Site icon Advanced Business Operations

Tax increase could rise to 6.9% as Edmonton city council funds tourism marketing, DATS, transit cleaning

Tax increase could rise to 6.9% as Edmonton city council funds tourism marketing, DATS, transit cleaning

Listen to this article

Estimated 5 minutes

The audio version of this article is generated by text-to-speech, a technology based on artificial intelligence.

Edmonton city councillors made a number of budget decisions Wednesday that could push a 2026 property tax increase from 6.4 per cent to about 6.9 per cent. 

Council has been moving money around for the last few days as part of its fall budget deliberations, trying to keep its property tax increase under control. A number of operating expenses were funded from other line items, but the tax levy was turned to in order to fund Explore Edmonton.

It previously funded Explore Edmonton year over year with one-time funding. Councillors spoke about the importance of providing financial certainty for the organization after failing to do so for years.

Explore Edmonton, which is the city’s tourism marketing organization, will receive $11 million each year from the tax levy, which for 2026 amounts to a 0.47 per cent increase. 

Coun. Michael Janz said he believes the move will pay economic dividends for the city. 

“I think that we’re making wrong-headed decisions … if we’re shortchanging on pieces that are going to grow our economic development, grow our city and actually put us in a more financially resilient position in the future,” he said.

Some councillors said they thought council should have instead funded the organization for only one year again, finding money from a source besides the tax levy. 

“I think pretty much everyone wants to fund them on an ongoing basis, it’s just a matter of when,” said Mayor Andrew Knack, who voted against the motion.

Coun. Aaron Paquette said under normal circumstances he would have preferred to find a tool besides the tax levy to fund the organization. However, because the city’s financial reserves are already so depleted, he believes it was the best option.

“It’s just too constrained, so I’ve got to go with this one,” Paquette said.

Transit cleaning and accessibility 

Two items that did not originally see funding in administration’s budget proposal were maintaining service levels for transit-cleaning services and Dedicated Accessible Transit Service (DATS). 

But councillors chose to pay the nearly $3 million required to keep DATS service levels up.

Without the additional money, administration said there would be a 10 per cent reduction in service, which works out to about 120,000 trips per year.

Administration said it has been seeing more demand for DATS since the pandemic.

The city’s living wage policy has made hiring cleaning staff for transit stations more expensive. Because of those increased costs, cleaning service levels were going to go down, with less contracted cleaning staff hired. 

Council dedicated about half-a-million dollars to maintain service levels while paying a living wage, using money from the Epcor dividend. 

Parking lots and peace officers

A motion from Coun. Erin Rutherford to put revenue from a city-owned parking lot in Old Strathcona into general revenue narrowly passed. The move will see  $438,000 in 2026 — and money generated by the parking lot on an ongoing basis — go to general revenue.

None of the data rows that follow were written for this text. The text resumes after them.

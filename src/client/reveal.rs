//! Reveal state tracking and on-chain proof submission
//!
//! Support types for the decryption-verification pipeline: the per-record
//! state machine and the submitter handed to the decryption oracle.

use crate::error::ChainResult;
use crate::model::TxReceipt;
use crate::traits::{NewsWriteView, ProofSubmitter};
use async_trait::async_trait;
use std::collections::HashMap;
use std::sync::Arc;
use tokio::sync::RwLock;

/// Per-record reveal state.
///
/// `Verified` is terminal; a concurrent verification by another actor also
/// lands here. There is no stored distinction between the two paths - once
/// the chain has accepted a proof, only the chain value matters.
#[derive(Debug, Clone, Copy, PartialEq, Eq)]
pub enum RevealState {
    Unverified,
    Verifying,
    Verified,
}

/// Tracks reveal state per record id for the session
#[derive(Clone)]
pub(crate) struct RevealLedger {
    states: Arc<RwLock<HashMap<String, RevealState>>>,
}

impl RevealLedger {
    pub(crate) fn new() -> Self {
        Self {
            states: Arc::new(RwLock::new(HashMap::new())),
        }
    }

    pub(crate) async fn get(&self, id: &str) -> RevealState {
        self.states
            .read()
            .await
            .get(id)
            .copied()
            .unwrap_or(RevealState::Unverified)
    }

    pub(crate) async fn set(&self, id: &str, state: RevealState) {
        self.states.write().await.insert(id.to_string(), state);
    }
}

/// Proof submitter backed by the signing write view.
///
/// The oracle calls this exactly once, when the clear values and proof for
/// a record are ready for on-chain acceptance.
pub(crate) struct OnChainSubmitter {
    write: Arc<dyn NewsWriteView>,
    record_id: String,
}

impl OnChainSubmitter {
    pub(crate) fn new(write: Arc<dyn NewsWriteView>, record_id: impl Into<String>) -> Self {
        Self {
            write,
            record_id: record_id.into(),
        }
    }
}

#[async_trait]
impl ProofSubmitter for OnChainSubmitter {
    async fn submit(&self, clear_values: &str, proof: &str) -> ChainResult<TxReceipt> {
        self.write
            .verify_decryption(&self.record_id, clear_values, proof)
            .await
    }
}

The lot was previously leased by the Old Strathcona Farmers’ Market, but council voted to not renew the lease in 2023. The long-term plan is to convert the lot into a district park, as part of a host of upgrades planned in the Old Strathcona Public Realm Strategy.

The money collected from paid parking at the lot was originally going into a reserve for the public realm strategy. 

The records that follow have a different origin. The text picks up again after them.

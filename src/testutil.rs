//! Shared fakes for pipeline tests

use crate::error::{ChainError, ChainResult, EncryptError, OracleError};
use crate::model::{
    CiphertextHandle, ClearValues, CreateRecordInput, EncryptedInput, RecordFields, TxReceipt,
    WalletSession,
};
use crate::traits::{
    DecryptionOracle, EncryptionService, NewsReadView, NewsWriteView, PendingTx, ProofSubmitter,
    SessionProvider,
};
use async_trait::async_trait;
use std::collections::{HashMap, HashSet};
use std::sync::atomic::{AtomicBool, AtomicU64, AtomicUsize, Ordering};
use std::sync::{Arc, Mutex};
use tokio::sync::Notify;

pub fn fields(title: &str, score: u64) -> RecordFields {
    RecordFields {
        title: title.into(),
        description: String::new(),
        creator: "0xcafe".into(),
        timestamp: 1_700_000_000,
        public_score: score,
        category_index: 0,
        is_verified: false,
        decrypted_value: 0,
    }
}

/// In-memory chain implementing both views, with switches for the failure
/// modes the pipelines must classify.
pub struct FakeChain {
    records: Mutex<Vec<(String, RecordFields)>>,
    fail_ids: Mutex<HashSet<String>>,
    list_fails: AtomicBool,
    reject_user: AtomicBool,
    // When set, the next verify write loses the race: the record flips
    // verified with this value and the write is rejected.
    race_value: AtomicU64,
    race_on_verify: AtomicBool,
    available: AtomicBool,
    reads: AtomicUsize,
    writes: AtomicUsize,
    // When held, pending transactions park in confirmed() until released,
    // so tests can observe the confirming phase.
    hold_confirmations: AtomicBool,
    confirm_gate: Arc<Notify>,
}

impl FakeChain {
    pub fn new() -> Self {
        Self {
            records: Mutex::new(Vec::new()),
            fail_ids: Mutex::new(HashSet::new()),
            list_fails: AtomicBool::new(false),
            reject_user: AtomicBool::new(false),
            race_value: AtomicU64::new(0),
            race_on_verify: AtomicBool::new(false),
            available: AtomicBool::new(true),
            reads: AtomicUsize::new(0),
            writes: AtomicUsize::new(0),
            hold_confirmations: AtomicBool::new(false),
            confirm_gate: Arc::new(Notify::new()),
        }
    }

    pub fn insert(&self, id: &str, fields: RecordFields) {
        self.records.lock().unwrap().push((id.to_string(), fields));
    }

    pub fn remove(&self, id: &str) {
        self.records.lock().unwrap().retain(|(rid, _)| rid != id);
    }

    pub fn mark_verified(&self, id: &str, value: u64) {
        let mut records = self.records.lock().unwrap();
        if let Some((_, fields)) = records.iter_mut().find(|(rid, _)| rid == id) {
            fields.is_verified = true;
            fields.decrypted_value = value;
        }
    }

    pub fn fail_record(&self, id: &str) {
        self.fail_ids.lock().unwrap().insert(id.to_string());
    }

    pub fn fail_listing(&self) {
        self.list_fails.store(true, Ordering::SeqCst);
    }

    pub fn reject_as_user(&self) {
        self.reject_user.store(true, Ordering::SeqCst);
    }

    pub fn set_unavailable(&self) {
        self.available.store(false, Ordering::SeqCst);
    }

    pub fn lose_verify_race(&self, winner_value: u64) {
        self.race_value.store(winner_value, Ordering::SeqCst);
        self.race_on_verify.store(true, Ordering::SeqCst);
    }

    pub fn hold_confirmations(&self) {
        self.hold_confirmations.store(true, Ordering::SeqCst);
    }

    pub fn release_confirmations(&self) {
        self.confirm_gate.notify_one();
    }

    pub fn read_count(&self) -> usize {
        self.reads.load(Ordering::SeqCst)
    }

    pub fn write_count(&self) -> usize {
        self.writes.load(Ordering::SeqCst)
    }

    pub fn record(&self, id: &str) -> Option<RecordFields> {
        self.records
            .lock()
            .unwrap()
            .iter()
            .find(|(rid, _)| rid == id)
            .map(|(_, f)| f.clone())
    }
}

#[async_trait]
impl NewsReadView for FakeChain {
    async fn list_record_ids(&self) -> ChainResult<Vec<String>> {
        self.reads.fetch_add(1, Ordering::SeqCst);
        if self.list_fails.load(Ordering::SeqCst) {
            return Err(ChainError::Call("listing unavailable".into()));
        }
        Ok(self
            .records
            .lock()
            .unwrap()
            .iter()
            .map(|(id, _)| id.clone())
            .collect())
    }

    async fn get_record(&self, id: &str) -> ChainResult<RecordFields> {
        self.reads.fetch_add(1, Ordering::SeqCst);
        if self.fail_ids.lock().unwrap().contains(id) {
            return Err(ChainError::Call(format!("fetch failed for {}", id)));
        }
        self.record(id)
            .ok_or_else(|| ChainError::NotFound(id.to_string()))
    }

    async fn get_ciphertext_handle(&self, id: &str) -> ChainResult<CiphertextHandle> {
        self.reads.fetch_add(1, Ordering::SeqCst);
        if self.record(id).is_none() {
            return Err(ChainError::NotFound(id.to_string()));
        }
        Ok(CiphertextHandle::new(format!("handle-{}", id)))
    }

    async fn check_availability(&self) -> ChainResult<bool> {
        self.reads.fetch_add(1, Ordering::SeqCst);
        if self.available.load(Ordering::SeqCst) {
            Ok(true)
        } else {
            Err(ChainError::Call("contract unreachable".into()))
        }
    }
}

struct FakePendingTx {
    hash: String,
    gate: Option<Arc<Notify>>,
}

#[async_trait]
impl PendingTx for FakePendingTx {
    fn tx_hash(&self) -> &str {
        &self.hash
    }

    async fn confirmed(self: Box<Self>) -> ChainResult<TxReceipt> {
        if let Some(gate) = &self.gate {
            gate.notified().await;
        }
        Ok(TxReceipt { tx_hash: self.hash })
    }
}

#[async_trait]
impl NewsWriteView for FakeChain {
    async fn create_record(&self, input: &CreateRecordInput) -> ChainResult<Box<dyn PendingTx>> {
        self.writes.fetch_add(1, Ordering::SeqCst);
        if self.reject_user.load(Ordering::SeqCst) {
            return Err(ChainError::UserRejected);
        }
        self.insert(
            &input.id,
            RecordFields {
                title: input.title.clone(),
                description: input.description.clone(),
                creator: "0xcafe".into(),
                timestamp: 1_700_000_123,
                public_score: input.public_score,
                category_index: input.category_index,
                is_verified: false,
                decrypted_value: 0,
            },
        );
        let gate = self
            .hold_confirmations
            .load(Ordering::SeqCst)
            .then(|| self.confirm_gate.clone());
        Ok(Box::new(FakePendingTx {
            hash: format!("0xtx-{}", input.id),
            gate,
        }))
    }

    async fn verify_decryption(
        &self,
        id: &str,
        clear_values: &str,
        _proof: &str,
    ) -> ChainResult<TxReceipt> {
        self.writes.fetch_add(1, Ordering::SeqCst);
        if self.race_on_verify.swap(false, Ordering::SeqCst) {
            self.mark_verified(id, self.race_value.load(Ordering::SeqCst));
            return Err(ChainError::AlreadyVerified);
        }
        let bytes = hex::decode(clear_values.trim_start_matches("0x"))
            .map_err(|e| ChainError::Call(e.to_string()))?;
        let mut word = [0u8; 8];
        word.copy_from_slice(&bytes[bytes.len() - 8..]);
        let value = u64::from_be_bytes(word);
        self.mark_verified(id, value);
        Ok(TxReceipt {
            tx_hash: format!("0xverify-{}", id),
        })
    }
}

pub struct FakeEncryptor {
    reject: bool,
}

impl FakeEncryptor {
    pub fn new() -> Self {
        Self { reject: false }
    }

    pub fn rejecting() -> Self {
        Self { reject: true }
    }
}

#[async_trait]
impl EncryptionService for FakeEncryptor {
    async fn encrypt(
        &self,
        _target_address: &str,
        _signer_address: &str,
        value: u64,
    ) -> Result<EncryptedInput, EncryptError> {
        if self.reject {
            return Err(EncryptError::Rejected("plaintext is not an integer".into()));
        }
        Ok(EncryptedInput {
            ciphertext: value.to_be_bytes().to_vec(),
            proof: vec![0xaa; 4],
        })
    }
}

pub struct FakeOracle {
    value: u64,
    fail: bool,
}

impl FakeOracle {
    pub fn new(value: u64) -> Self {
        Self { value, fail: false }
    }

    pub fn failing() -> Self {
        Self { value: 0, fail: true }
    }
}

#[async_trait]
impl DecryptionOracle for FakeOracle {
    async fn request_decryption(
        &self,
        handles: &[CiphertextHandle],
        _target_address: &str,
        submitter: &dyn ProofSubmitter,
    ) -> Result<ClearValues, OracleError> {
        if self.fail {
            return Err(OracleError::Service("oracle offline".into()));
        }

        // ABI-style 32-byte big-endian word
        let mut word = [0u8; 32];
        word[24..].copy_from_slice(&self.value.to_be_bytes());
        let encoded = format!("0x{}", hex::encode(word));
        match submitter.submit(&encoded, "proof-ok").await {
            Ok(_) => {}
            Err(ChainError::AlreadyVerified) => return Err(OracleError::AlreadyVerified),
            Err(e) => return Err(OracleError::Service(e.to_string())),
        }

        let mut values = HashMap::new();
        for handle in handles {
            values.insert(handle.clone(), self.value);
        }
        Ok(ClearValues(values))
    }
}

pub struct FakeSession {
    connected: bool,
}

impl FakeSession {
    pub fn new(connected: bool) -> Self {
        Self { connected }
    }
}

impl SessionProvider for FakeSession {
    fn session(&self) -> WalletSession {
        WalletSession {
            connected: self.connected,
            address: self.connected.then(|| "0xuser".to_string()),
        }
    }
}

Rutherford said the money should be put in the city’s general pot in order to spread the use of the money across the city, especially considering the fiscal gap Edmonton is experiencing.

“We talk a lot about how we’re seeing less and less unconstrained funding from the province,” she said. “And by doing these kind of one-offs, we are also doing that to ourselves and constraining our budget.”

Janz represents the area, which is in Ward papastew, and said people want to see their parking money go into improving the area.

“If we’re going to be serious about investing in what is truly the most magical part of our city … this is exactly the kind of strategy that we need to do,” he said.

Council also voted to keep plans to hire two additional peace officers to patrol the downtown core, which has a new downtown park and a pedway system that will open next fall.

A final day of deliberations will take place on Thursday, where council will have the chance to make any final changes to the budget  — and the corresponding property tax increase — for the next year.